14 pays s’engagent pour une pêche durable

bateau de pêche

 

Les gouvernements de 14 pays maritimes, qui contrôlent 40 % des littoraux du monde, se sont engagés le 2 décembre 2020 à mettre fin à la surpêche, à restaurer les populations de poissons en déclin et à stopper le flux de pollution des océans par le plastique au cours des dix prochaines années. Cette initiative mondiale de préservation des océans est la plus ambitieuse à ce jour, car il n’existe aucun traité international protégeant la vie marine. 

Les 14 pays signataires sont : l’Australie, le Canada, le Chili, les Fidji, le Ghana, l’Indonésie, la Jamaïque, le Japon, le Kenya, le Mexique, la Namibie, la Norvège, les Palaos et le Portugal.

Ils ont prévu de mettre fin aux subventions qui contribuent à la surpêche, une demande forte des ONG militant pour la protection des océans. Ils devront aussi veiller à éliminer la pêche illégale, à réduire les prises accessoires et les rejets, et à mettre en œuvre des plans nationaux de pêche fondés sur des avis scientifiques.

Ces États ont également pris l’engagement de gérer de manière durable d’ici à 2025 leurs zones économiques exclusives (ZEE), c’est-à-dire les zones des océans qui relèvent de leur juridiction nationale. La surface de toutes ces ZEE additionnées serait équivalente à celle de l’Afrique. Et enfin, de protéger 30 % des océans d’ici à 2030, en investissant en particulier dans les infrastructures d’assainissement des eaux usées et de traitement des déchets dans les pays en développement, et en décarbonant le transport maritime. 

Des océans mieux gérés fournissent plus de nourriture

D’après des travaux de recherche publiés en août 2018 dans le journal scientifique ScienceAdvances, la gestion durable des océans pourrait fournir six fois plus de nourriture qu’aujourd’hui, où de nombreuses espèces sont pêchées jusqu’à la limite du renouvellement de leurs stocks, parfois au-delà. 
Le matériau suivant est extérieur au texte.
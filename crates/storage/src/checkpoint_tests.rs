// SPDX-License-Identifier: BUSL-1.1
// Copyright (c) 2026 Alfred Jean LLC

use super::*;
use crate::queue::QueueKind;
use tempfile::tempdir;

#[test]
fn empty_store_round_trips() {
    let dir = tempdir().unwrap();
    let store = CheckpointStore::open(dir.path()).unwrap();
    store.write().unwrap();
    assert!(dir.path().join(CHECKPOINT_FILE).exists());
    let reopened = CheckpointStore::open(dir.path()).unwrap();
    assert_eq!(reopened.get("anything"), None);
}

#[test]
fn values_survive_rewrite_bitwise() {
    let dir = tempdir().unwrap();
    let store = CheckpointStore::open(dir.path()).unwrap();
    store
        .set("input.counter", Checkpoint::Number(421.5))
        .unwrap();
    store
        .set("input.tailer", Checkpoint::Text("file7:line 12".into()))
        .unwrap();
    store.update_reader(QueueKind::Input, "output.sink", QueuePosition::new(3, 9000));
    store.update_writer(QueueKind::Analysis, QueuePosition::new(8, 12));
    store.write().unwrap();

    let reopened = CheckpointStore::open(dir.path()).unwrap();
    assert_eq!(
        reopened.get("input.counter"),
        Some(Checkpoint::Number(421.5))
    );
    assert_eq!(
        reopened.get("input.tailer"),
        Some(Checkpoint::Text("file7:line 12".into()))
    );
    assert_eq!(
        reopened
            .get("input->output.sink")
            .and_then(|cp| cp.as_position()),
        Some(QueuePosition::new(3, 9000))
    );
    assert_eq!(
        reopened.lookup_writer(QueueKind::Analysis),
        Some(QueuePosition::new(8, 12))
    );
}

#[yare::parameterized(
    newline   = { "a\nb" },
    quote     = { "it's" },
    backslash = { "c:\\path" },
    carriage  = { "a\rb" },
    equals    = { "k=v" },
    empty     = { "" },
)]
fn text_escaping_round_trips(text: &str) {
    let dir = tempdir().unwrap();
    let store = CheckpointStore::open(dir.path()).unwrap();
    store.set("key", Checkpoint::Text(text.into())).unwrap();
    store.write().unwrap();
    let reopened = CheckpointStore::open(dir.path()).unwrap();
    assert_eq!(reopened.get("key"), Some(Checkpoint::Text(text.into())));
}

#[test]
fn file_format_is_assignments() {
    let dir = tempdir().unwrap();
    let store = CheckpointStore::open(dir.path()).unwrap();
    store
        .set("input.heartbeat", Checkpoint::Text("c".into()))
        .unwrap();
    store.write().unwrap();
    let text = std::fs::read_to_string(dir.path().join(CHECKPOINT_FILE)).unwrap();
    assert!(text.contains("_G['input.heartbeat'] = 'c'"), "{text}");
}

#[test]
fn load_accepts_bare_and_double_quoted_forms() {
    let dir = tempdir().unwrap();
    std::fs::write(
        dir.path().join(CHECKPOINT_FILE),
        "last_output_id = 7\n_G[\"x\"] = \"quoted\"\ngibberish line\n",
    )
    .unwrap();
    let store = CheckpointStore::open(dir.path()).unwrap();
    assert_eq!(store.get("last_output_id"), Some(Checkpoint::Number(7.0)));
    assert_eq!(store.get("x"), Some(Checkpoint::Text("quoted".into())));
    assert_eq!(store.get("gibberish line"), None);
}

#[test]
fn oversize_text_rejected() {
    let dir = tempdir().unwrap();
    let store = CheckpointStore::open(dir.path()).unwrap();
    let big = "x".repeat(MAX_TEXT_LEN + 1);
    assert!(matches!(
        store.set("k", Checkpoint::Text(big)),
        Err(CheckpointError::TextTooLarge(_))
    ));
}

#[test]
fn lookup_reader_falls_back_to_directory_scan() {
    let dir = tempdir().unwrap();
    let q = dir.path().join("input");
    std::fs::create_dir_all(&q).unwrap();
    std::fs::write(q.join("5.log"), b"").unwrap();
    std::fs::write(q.join("9.log"), b"").unwrap();

    let store = CheckpointStore::open(dir.path()).unwrap();
    assert_eq!(
        store.lookup_reader(dir.path(), QueueKind::Input, "output.sink"),
        QueuePosition::new(5, 0)
    );

    // an explicit entry wins over the scan
    store.update_reader(QueueKind::Input, "output.sink", QueuePosition::new(9, 42));
    assert_eq!(
        store.lookup_reader(dir.path(), QueueKind::Input, "output.sink"),
        QueuePosition::new(9, 42)
    );
}

#[test]
fn lookup_reader_defaults_to_zero_when_empty() {
    let dir = tempdir().unwrap();
    let store = CheckpointStore::open(dir.path()).unwrap();
    assert_eq!(
        store.lookup_reader(dir.path(), QueueKind::Analysis, "p"),
        QueuePosition::new(0, 0)
    );
}

#[test]
fn remove_reader_clears_entry() {
    let dir = tempdir().unwrap();
    let store = CheckpointStore::open(dir.path()).unwrap();
    store.update_reader(QueueKind::Input, "p", QueuePosition::new(1, 2));
    store.remove_reader(QueueKind::Input, "p");
    assert_eq!(store.get("input->p"), None);
}

#[test]
fn rewrite_replaces_not_appends() {
    let dir = tempdir().unwrap();
    let store = CheckpointStore::open(dir.path()).unwrap();
    store.set("k", Checkpoint::Number(1.0)).unwrap();
    store.write().unwrap();
    store.set("k", Checkpoint::Number(2.0)).unwrap();
    store.write().unwrap();

    let text = std::fs::read_to_string(dir.path().join(CHECKPOINT_FILE)).unwrap();
    assert_eq!(text.matches("_G['k']").count(), 1);
    let reopened = CheckpointStore::open(dir.path()).unwrap();
    assert_eq!(reopened.get("k"), Some(Checkpoint::Number(2.0)));
}

#[test]
fn no_tmp_file_left_behind() {
    let dir = tempdir().unwrap();
    let store = CheckpointStore::open(dir.path()).unwrap();
    store.set("k", Checkpoint::Number(1.0)).unwrap();
    store.write().unwrap();
    assert!(!dir.path().join("hindsight.cp.tmp").exists());
}
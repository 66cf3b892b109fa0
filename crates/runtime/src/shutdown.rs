// SPDX-License-Identifier: BUSL-1.1
// Copyright (c) 2026 Alfred Jean LLC

//! Cooperative shutdown signal shared across the runtime.

use parking_lot::{Condvar, Mutex};
use std::sync::Arc;
use std::time::Duration;

struct Inner {
    flag: Mutex<bool>,
    cv: Condvar,
}

/// Cloneable shutdown handle. Workers check it between messages and use
/// [`wait_timeout`](Shutdown::wait_timeout) instead of bare sleeps so a
/// shutdown interrupts every suspension point.
#[derive(Clone)]
pub struct Shutdown(Arc<Inner>);

impl Default for Shutdown {
    fn default() -> Self {
        Self::new()
    }
}

impl Shutdown {
    pub fn new() -> Self {
        Self(Arc::new(Inner {
            flag: Mutex::new(false),
            cv: Condvar::new(),
        }))
    }

    pub fn trigger(&self) {
        let mut flag = self.0.flag.lock();
        *flag = true;
        self.0.cv.notify_all();
    }

    pub fn is_set(&self) -> bool {
        *self.0.flag.lock()
    }

    /// Sleep up to `dur`; returns true when shutdown was triggered.
    pub fn wait_timeout(&self, dur: Duration) -> bool {
        let mut flag = self.0.flag.lock();
        if *flag {
            return true;
        }
        self.0.cv.wait_for(&mut flag, dur);
        *flag
    }

    /// Block until triggered.
    pub fn wait(&self) {
        let mut flag = self.0.flag.lock();
        while !*flag {
            self.0.cv.wait(&mut flag);
        }
    }
}

#[cfg(test)]
#[path = "shutdown_tests.rs"]
mod tests;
Des économistes ont calculé que pour chaque dollar investi dans une gestion durable, le retour sur investissement en termes de bénéfices économiques, sociaux, environnementaux et sanitaires était de l’ordre de 5 dollars. La gestion durable pourrait créer 12 millions de nouveaux emplois.
Les pays signataires souhaitent convaincre d’autres États de les rejoindre, afin d’aboutir à un plan mondial pour un océan durable. Un tel plan pourrait aussi avoir une influence positive sur le climat, en améliorant la capacité des océans à absorber le dioxyde de carbone.